State Budget delivers relief, surplus, and new levy

First operating surplus since Covid, cost-of-living relief, and a new levy highlighted the 2025-26 State Budget. (AAP Image/Luis Enrique Ascui)

By Cam Lucadou-Wells and Violet Li

The State Government has highlighted cost-of-living relief for families in the 2025-26 State Budget, while delivering an operating surplus, excluding funds for the $35 billion Suburban Rail Loop project stage 1.

Its targeted relief includes a $100 Power Saving Bonus on energy bills, free public transport for children and seniors, and increased $400 payments for school camps.

“The cost of living has hit hard,” Treasurer Jaclyn Symes told Parliament on 20 May.

“That’s why this budget delivers targeted, meaningful cost-of-living relief, because good governments don’t look away when times get tough. They step up.”

The Government spruiked that there were no new taxes in the Budget.

But a contentious new $1.8 billion Emergency Services and Volunteers Fund (ESVF) on council rates bills to replace the Fire Services Property Levy has drawn fierce criticism.

The latter will raise an extra $600 million a year from ratepayers to resource volunteer emergency services such as the SES and CFA.

Ahead of the State Budget, CFA members in a convoy of trucks, as well as farmers, joined a protest on State Parliament steps against the ESVF.

The Government plans to raise further state tax revenue, which is forecast to grow by $2.5 billion to $41.7 billion in 2025-26.

It will be driven by rising payroll and land taxes, stamp duty and the ESVF.

The Covid Debt Repayment Plan, which includes a payroll levy, temporary land tax rate changes and a land tax levy, is still planned to continue until 2033.

Revenues from land tax and its Covid levy will rise to $7.6 billion in 2025-26.

Land tax is forecast to rise by 5.4 per cent a year.
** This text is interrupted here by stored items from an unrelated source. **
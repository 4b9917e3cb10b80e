//! Channel registry: the vehicle's sound channels and their filters

use std::collections::{HashMap, HashSet};

use aerosonic_core::{Knob, KnobUpdate};
use tracing::{debug, info};

use crate::host::{ChannelId, ChannelSource, FilterHandle, FilterKind, SoundChannel};

/// Load cycles to wait after scene entry before trusting the structure count
pub const REQUIRED_LOAD_CYCLES: u8 = 2;

/// Holds rescans back until the host has finished loading the vehicle.
///
/// The first physics tick fires before the vehicle is loaded, so the gate
/// opens on the second one, or as soon as the host says the world is loaded.
#[derive(Debug, Clone, Copy, Default)]
pub struct LoadGate {
    cycles: u8,
    forced: bool,
}

impl LoadGate {
    /// Count one completed load cycle (physics tick)
    pub fn advance(&mut self) {
        if self.cycles < REQUIRED_LOAD_CYCLES {
            self.cycles += 1;
        }
    }

    /// Explicit "world fully loaded" signal
    pub fn open(&mut self) {
        self.forced = true;
    }

    pub fn is_open(&self) -> bool {
        self.forced || self.cycles >= REQUIRED_LOAD_CYCLES
    }

    pub fn reset(&mut self) {
        *self = Self::default();
    }
}

/// One registered channel with the filters created for it
#[derive(Debug)]
pub struct ChannelStrip {
    channel: Box<dyn SoundChannel>,
    lowpass: Box<dyn FilterHandle>,
    distortion: Box<dyn FilterHandle>,
    reverb: Box<dyn FilterHandle>,
}

impl ChannelStrip {
    /// Creates the channel's filters. Only the registry does this, once per channel.
    fn attach(mut channel: Box<dyn SoundChannel>) -> Self {
        let lowpass = channel.attach_filter(FilterKind::LowPass);
        let distortion = channel.attach_filter(FilterKind::Distortion);
        let reverb = channel.attach_filter(FilterKind::Reverb);
        Self { channel, lowpass, distortion, reverb }
    }

    pub fn id(&self) -> ChannelId {
        self.channel.id()
    }

    pub fn is_alive(&self) -> bool {
        self.channel.is_alive()
    }

    #[cfg(test)]
    fn filter(&self, kind: FilterKind) -> &dyn FilterHandle {
        match kind {
            FilterKind::LowPass => self.lowpass.as_ref(),
            FilterKind::Distortion => self.distortion.as_ref(),
            FilterKind::Reverb => self.reverb.as_ref(),
        }
    }

    /// Write every knob present in `update`; `Off` disables rather than zeroes
    pub fn apply(&mut self, update: &KnobUpdate) {
        if let Some(volume) = update.volume {
            self.channel.set_volume(volume.value().unwrap_or(0.0));
        }
        if let Some(knob) = update.lowpass_hz {
            set_filter(self.lowpass.as_mut(), knob);
        }
        if let Some(knob) = update.distortion {
            set_filter(self.distortion.as_mut(), knob);
        }
        if let Some(knob) = update.reverb {
            set_filter(self.reverb.as_mut(), knob);
        }
    }
}

fn set_filter(filter: &mut dyn FilterHandle, knob: Knob) {
    match knob {
        Knob::Off => filter.set_enabled(false),
        Knob::Set(value) => {
            filter.set_enabled(true);
            filter.set_value(value);
        }
    }
}

/// Result of a registry refresh
#[derive(Debug, Clone, Copy, Default, PartialEq, Eq)]
pub struct RefreshOutcome {
    pub pruned: usize,
    pub rescanned: bool,
    pub added: usize,
}

/// Ordered set of the vehicle's sound channels
#[derive(Debug, Default)]
pub struct ChannelRegistry {
    strips: Vec<ChannelStrip>,
    last_structure_count: usize,
    gate: LoadGate,
}

impl ChannelRegistry {
    pub fn new() -> Self {
        Self::default()
    }

    pub fn gate(&self) -> &LoadGate {
        &self.gate
    }

    pub fn gate_mut(&mut self) -> &mut LoadGate {
        &mut self.gate
    }

    pub fn len(&self) -> usize {
        self.strips.len()
    }

    pub fn is_empty(&self) -> bool {
        self.strips.is_empty()
    }

    pub fn strips(&self) -> &[ChannelStrip] {
        &self.strips
    }

    pub fn strips_mut(&mut self) -> &mut [ChannelStrip] {
        &mut self.strips
    }

    pub fn ids(&self) -> Vec<ChannelId> {
        self.strips.iter().map(ChannelStrip::id).collect()
    }

    /// Drop dead channels, then rescan if the vehicle's structure changed or nothing is registered
    pub fn refresh(&mut self, source: &mut dyn ChannelSource) -> RefreshOutcome {
        let before = self.strips.len();
        self.strips.retain(ChannelStrip::is_alive);
        let mut outcome = RefreshOutcome {
            pruned: before - self.strips.len(),
            ..Default::default()
        };
        if outcome.pruned > 0 {
            debug!("Pruned {} dead channels", outcome.pruned);
        }

        if !self.gate.is_open() {
            return outcome;
        }

        let count = source.structure_count();
        if count != self.last_structure_count || self.strips.is_empty() {
            outcome.added = self.rescan(source);
            outcome.rescanned = true;
            self.last_structure_count = count;
        }
        outcome
    }

    /// Rebuild the list from the host, keeping the strips of channels seen before.
    /// Returns how many channels were new.
    fn rescan(&mut self, source: &mut dyn ChannelSource) -> usize {
        let mut known: HashMap<ChannelId, ChannelStrip> =
            self.strips.drain(..).map(|strip| (strip.id(), strip)).collect();
        let mut seen = HashSet::new();
        let mut added = 0;

        for channel in source.enumerate_channels() {
            let id = channel.id();
            if !channel.is_alive() || !seen.insert(id) {
                continue;
            }
            match known.remove(&id) {
                Some(strip) => self.strips.push(strip),
                None => {
                    self.strips.push(ChannelStrip::attach(channel));
                    added += 1;
                }
            }
        }

        let gone = known.len();
        info!(
            "Channel registry rebuilt: {} channels ({} new, {} gone)",
            self.strips.len(),
            added,
            gone
        );
        added
    }

    /// Forget every channel and close the gate, for a scene change
    pub fn clear(&mut self) {
        self.strips.clear();
        self.last_structure_count = 0;
        self.gate.reset();
    }
}

#[cfg(test)]
mod tests {
    use super::*;
    use crate::test_support::FakeVehicle;

    fn open_registry() -> ChannelRegistry {
        let mut registry = ChannelRegistry::new();
        registry.gate_mut().open();
        registry
    }

    #[test]
    fn test_gate_needs_two_cycles() {
        let mut gate = LoadGate::default();
        assert!(!gate.is_open());
        gate.advance();
        assert!(!gate.is_open());
        gate.advance();
        assert!(gate.is_open());
        gate.reset();
        gate.open();
        assert!(gate.is_open());
    }

    #[test]
    fn test_no_scan_before_world_loaded() {
        let mut vehicle = FakeVehicle::with_channels(3);
        let mut registry = ChannelRegistry::new();

        let outcome = registry.refresh(&mut vehicle);
        assert!(!outcome.rescanned);
        assert!(registry.is_empty());
        assert_eq!(vehicle.scans, 0);

        registry.gate_mut().advance();
        registry.gate_mut().advance();
        let outcome = registry.refresh(&mut vehicle);
        assert!(outcome.rescanned);
        assert_eq!(outcome.added, 3);
        assert_eq!(registry.len(), 3);
    }

    #[test]
    fn test_no_rescan_while_structure_unchanged() {
        let mut vehicle = FakeVehicle::with_channels(2);
        let mut registry = open_registry();
        registry.refresh(&mut vehicle);
        registry.refresh(&mut vehicle);
        registry.refresh(&mut vehicle);
        assert_eq!(vehicle.scans, 1);
    }

    #[test]
    fn test_filters_created_once_per_channel() {
        let mut vehicle = FakeVehicle::with_channels(2);
        let mut registry = open_registry();
        registry.refresh(&mut vehicle);

        // Structural change: a new part appears
        vehicle.add(7);
        let outcome = registry.refresh(&mut vehicle);
        assert!(outcome.rescanned);
        assert_eq!(outcome.added, 1);
        assert_eq!(registry.ids(), vec![ChannelId(0), ChannelId(1), ChannelId(7)]);

        for id in [0, 1, 7] {
            assert_eq!(vehicle.log(id).attach_calls, 3, "channel {id}");
        }
    }

    #[test]
    fn test_dead_channels_pruned() {
        let mut vehicle = FakeVehicle::with_channels(3);
        let mut registry = open_registry();
        registry.refresh(&mut vehicle);

        vehicle.destroy(1);
        let outcome = registry.refresh(&mut vehicle);
        assert_eq!(outcome.pruned, 1);
        assert_eq!(registry.ids(), vec![ChannelId(0), ChannelId(2)]);
    }

    #[test]
    fn test_empty_registry_rescans_every_time() {
        let mut vehicle = FakeVehicle::default();
        let mut registry = open_registry();
        registry.refresh(&mut vehicle);
        registry.refresh(&mut vehicle);
        assert_eq!(vehicle.scans, 2);
    }

    #[test]
    fn test_apply_off_disables_filter() {
        let mut vehicle = FakeVehicle::with_channels(1);
        let mut registry = open_registry();
        registry.refresh(&mut vehicle);

        let strip = &mut registry.strips_mut()[0];
        strip.apply(&KnobUpdate {
            volume: Some(Knob::Set(0.8)),
            lowpass_hz: Some(Knob::Set(2500.0)),
            distortion: Some(Knob::Off),
            reverb: None,
        });
        assert!(strip.filter(FilterKind::LowPass).is_enabled());
        assert!(!strip.filter(FilterKind::Distortion).is_enabled());

        let log = vehicle.log(0);
        assert_eq!(log.volume, Some(0.8));
        assert_eq!(log.filter(FilterKind::LowPass).value, 2500.0);
        assert!(!log.filters.contains_key(&FilterKind::Reverb));

        registry.strips_mut()[0].apply(&KnobUpdate { volume: Some(Knob::Off), ..Default::default() });
        assert_eq!(vehicle.log(0).volume, Some(0.0));
    }
}
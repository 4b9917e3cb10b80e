//! Per-frame flight telemetry snapshot and the host interface that produces it

use glam::Vec3;
use serde::{Deserialize, Serialize};

/// Ratio of specific heats for dry air
const AIR_GAMMA: f32 = 1.4;
/// Specific gas constant for dry air, J/(kg K)
const AIR_GAS_CONSTANT: f32 = 287.0;
const CELSIUS_TO_KELVIN: f32 = 273.15;

/// Active camera mode reported by the host
#[derive(Debug, Clone, Copy, PartialEq, Eq, Default, Serialize, Deserialize)]
#[serde(rename_all = "lowercase")]
pub enum ViewMode {
    Internal,
    Iva,
    Map,
    #[default]
    External,
    Flight,
}

impl ViewMode {
    /// Views where the listener sits inside the vehicle
    pub fn is_interior(&self) -> bool {
        matches!(self, Self::Internal | Self::Iva | Self::Map)
    }
}

/// Physical state around the vehicle for one frame
#[derive(Debug, Clone, Copy, PartialEq, Default, Serialize, Deserialize)]
pub struct PhysicalState {
    /// Atmospheric density, kg/m^3
    pub density: f32,
    pub mach_number: f32,
    /// Angle between the velocity vector and the vehicle-from-camera vector
    pub camera_angle_deg: f32,
    /// Surface speed, m/s
    pub surface_speed: f32,
}

impl PhysicalState {
    /// Build a state with every field forced into its valid range.
    ///
    /// NaN density or speed reads as 0; the camera angle is clamped to [0, 180].
    pub fn new(density: f32, mach_number: f32, camera_angle_deg: f32, surface_speed: f32) -> Self {
        let non_negative = |v: f32| if v.is_nan() { 0.0 } else { v.max(0.0) };
        let angle = if camera_angle_deg.is_nan() { 0.0 } else { camera_angle_deg.clamp(0.0, 180.0) };
        Self {
            density: non_negative(density),
            mach_number: non_negative(mach_number),
            camera_angle_deg: angle,
            surface_speed: non_negative(surface_speed),
        }
    }
}

/// Everything the classifier reads, copied out of the host once per frame
#[derive(Debug, Clone, Copy, PartialEq, Serialize, Deserialize)]
pub struct FrameTelemetry {
    pub view_mode: ViewMode,
    pub state: PhysicalState,
    /// Host master volume for vehicle sounds
    pub ship_volume: f32,
}

impl Default for FrameTelemetry {
    fn default() -> Self {
        Self {
            view_mode: ViewMode::External,
            state: PhysicalState::default(),
            ship_volume: 1.0,
        }
    }
}

impl FrameTelemetry {
    pub fn new(view_mode: ViewMode, state: PhysicalState) -> Self {
        Self {
            view_mode,
            state,
            ..Default::default()
        }
    }

    pub fn with_ship_volume(mut self, ship_volume: f32) -> Self {
        self.ship_volume = if ship_volume.is_nan() { 0.0 } else { ship_volume.clamp(0.0, 1.0) };
        self
    }

    /// Snapshot the host's current values
    pub fn capture(provider: &dyn TelemetryProvider) -> Self {
        let state = PhysicalState::new(
            provider.density(),
            provider.mach_number(),
            provider.camera_angle_deg(),
            provider.surface_speed(),
        );
        Self::new(provider.view_mode(), state).with_ship_volume(provider.ship_volume())
    }
}

/// Read-only view of the host simulation.
///
/// Only queried at the top of a frame; nothing holds on to the provider.
pub trait TelemetryProvider {
    /// Atmospheric density around the vehicle, kg/m^3
    fn density(&self) -> f32;
    /// Vehicle speed relative to the surface, m/s
    fn surface_speed(&self) -> f32;
    fn camera_angle_deg(&self) -> f32;
    fn view_mode(&self) -> ViewMode;

    /// Outside air temperature, Celsius
    fn external_temperature_c(&self) -> f32 {
        15.0
    }

    /// Override when the host has its own aerodynamics model
    fn mach_number(&self) -> f32 {
        mach_from_temperature(self.surface_speed(), self.external_temperature_c())
    }

    fn ship_volume(&self) -> f32 {
        1.0
    }
}

/// Ideal-gas speed of sound for dry air, m/s
pub fn speed_of_sound(temperature_c: f32) -> f32 {
    let kelvin = (temperature_c + CELSIUS_TO_KELVIN).max(0.0);
    (AIR_GAMMA * kelvin * AIR_GAS_CONSTANT).sqrt()
}

pub fn mach_from_temperature(surface_speed: f32, temperature_c: f32) -> f32 {
    let sos = speed_of_sound(temperature_c);
    if sos <= 0.0 {
        return 0.0;
    }
    surface_speed.abs() / sos
}

/// Angle in degrees between the surface velocity and the vector from the camera to the vessel.
///
/// Returns 0 when either vector has no length.
pub fn camera_angle_deg(surface_velocity: Vec3, vessel_position: Vec3, camera_position: Vec3) -> f32 {
    let heading = surface_velocity.normalize_or_zero();
    let line_of_sight = (vessel_position - camera_position).normalize_or_zero();
    if heading == Vec3::ZERO || line_of_sight == Vec3::ZERO {
        return 0.0;
    }
    heading.dot(line_of_sight).clamp(-1.0, 1.0).acos().to_degrees()
}

#[cfg(test)]
mod tests {
    use super::*;

    fn approx(a: f32, b: f32, eps: f32) -> bool {
        (a - b).abs() < eps
    }

    #[test]
    fn test_speed_of_sound() {
        // 340.3 m/s at 15 C
        assert!(approx(speed_of_sound(15.0), 340.3, 0.5));
        assert!(approx(speed_of_sound(0.0), 331.3, 0.5));
    }

    #[test]
    fn test_mach_from_temperature() {
        let sos = speed_of_sound(15.0);
        assert!(approx(mach_from_temperature(sos * 2.0, 15.0), 2.0, 1e-4));
        assert_eq!(mach_from_temperature(0.0, 15.0), 0.0);
    }

    #[test]
    fn test_camera_angle() {
        let vessel = Vec3::ZERO;
        // Camera behind the vessel looking along the velocity
        let behind = camera_angle_deg(Vec3::X * 300.0, vessel, Vec3::new(-10.0, 0.0, 0.0));
        assert!(approx(behind, 0.0, 1e-3));
        // Camera ahead looking back
        let ahead = camera_angle_deg(Vec3::X * 300.0, vessel, Vec3::new(10.0, 0.0, 0.0));
        assert!(approx(ahead, 180.0, 1e-3));
        let side = camera_angle_deg(Vec3::X, vessel, Vec3::new(0.0, 10.0, 0.0));
        assert!(approx(side, 90.0, 1e-3));
        assert_eq!(camera_angle_deg(Vec3::ZERO, vessel, Vec3::Y), 0.0);
    }

    #[test]
    fn test_physical_state_clamps() {
        let state = PhysicalState::new(-1.0, f32::NAN, 200.0, -5.0);
        assert_eq!(state.density, 0.0);
        assert_eq!(state.mach_number, 0.0);
        assert_eq!(state.camera_angle_deg, 180.0);
        assert_eq!(state.surface_speed, 0.0);
    }

    #[test]
    fn test_interior_views() {
        assert!(ViewMode::Internal.is_interior());
        assert!(ViewMode::Iva.is_interior());
        assert!(ViewMode::Map.is_interior());
        assert!(!ViewMode::External.is_interior());
        assert!(!ViewMode::Flight.is_interior());
    }

    struct Parked;

    impl TelemetryProvider for Parked {
        fn density(&self) -> f32 { 1.225 }
        fn surface_speed(&self) -> f32 { 0.0 }
        fn camera_angle_deg(&self) -> f32 { 45.0 }
        fn view_mode(&self) -> ViewMode { ViewMode::Flight }
    }

    #[test]
    fn test_capture_uses_fallback_mach() {
        let frame = FrameTelemetry::capture(&Parked);
        assert_eq!(frame.state.mach_number, 0.0);
        assert_eq!(frame.ship_volume, 1.0);
        assert_eq!(frame.view_mode, ViewMode::Flight);
    }
}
Business and manufacturing groups have called for a cap on land tax rises, with a Dandenong South manufacturer’s annual land tax bill soaring from $8703 to $203,900 in the past decade.

Angie Ramos of DH Corrosion & DPC Coatings said the 52-year-old business may be forced to close due to the “unfair tax burden”.

Victorian Chamber of Commerce and Industry chief executive Paul Guerra welcomed “no new taxes and the operating surplus”.

“While addressing the cost of living is important, the State Government must now prioritise stimulating business growth,” he said.

Treasurer Symes also addressed the State’s economic status in her Budget speech, describing it as “strong” and the State’s financial management as “responsible”.

“The Budget delivers an operating surplus in 2025-26, the first since before the pandemic, with average surpluses of $1.9 billion over the forward estimates,” she stated.

“By the end of the forward estimates, net debt is declining as a proportion of the economy.

“These fiscal outcomes and our economic plan will help to ensure Victoria’s economy

continues to grow strongly and creates good secure jobs.”

Meanwhile, Opposition leader Battin said the budget was “built on lies, fantasy forecasts and spiralling debt”.

“Labor has run a cash deficit, and Victoria’s debt is now set to blow out to $194 billion by 2028-29, knocking on the door of $200 billion,” he noted.

“That’s why we are seeing crumbling roads, record hospital waitlists and Labor cutting $2.4 billion from our public schools. Victorians are paying more and getting less.”

Apart from the growing net debt concerns, Opposition MP for the South-Eastern Metropolitan Region Ann-Marie Hermans noted that the State’s cash flow is in a “shocking” state with a deficit of only nearly $10 billion for 2025-26 with no cash flow surplus in sight, year after year, for the following three years.

“Spending is totally out of control. The government isn’t delivering a $611 million surplus. This is a fanciful forecast given that average operational expenditure is $14 billion worse than forecast,” she said.

“Further, interest payments are estimated to be $1.2 million per hour, each and every day till 2028-29.

“Taxation revenue is forecast to be almost $42 billion in 2025-26, before growing by an average of 5 per cent per year over the following three years, an over $2 billion increase per year.

“Unemployment is forecast to be 4.75 per cent, worsening from the 2024-25 forecast, and cementing our inglorious reputation of having the worst unemployment rate of any state.”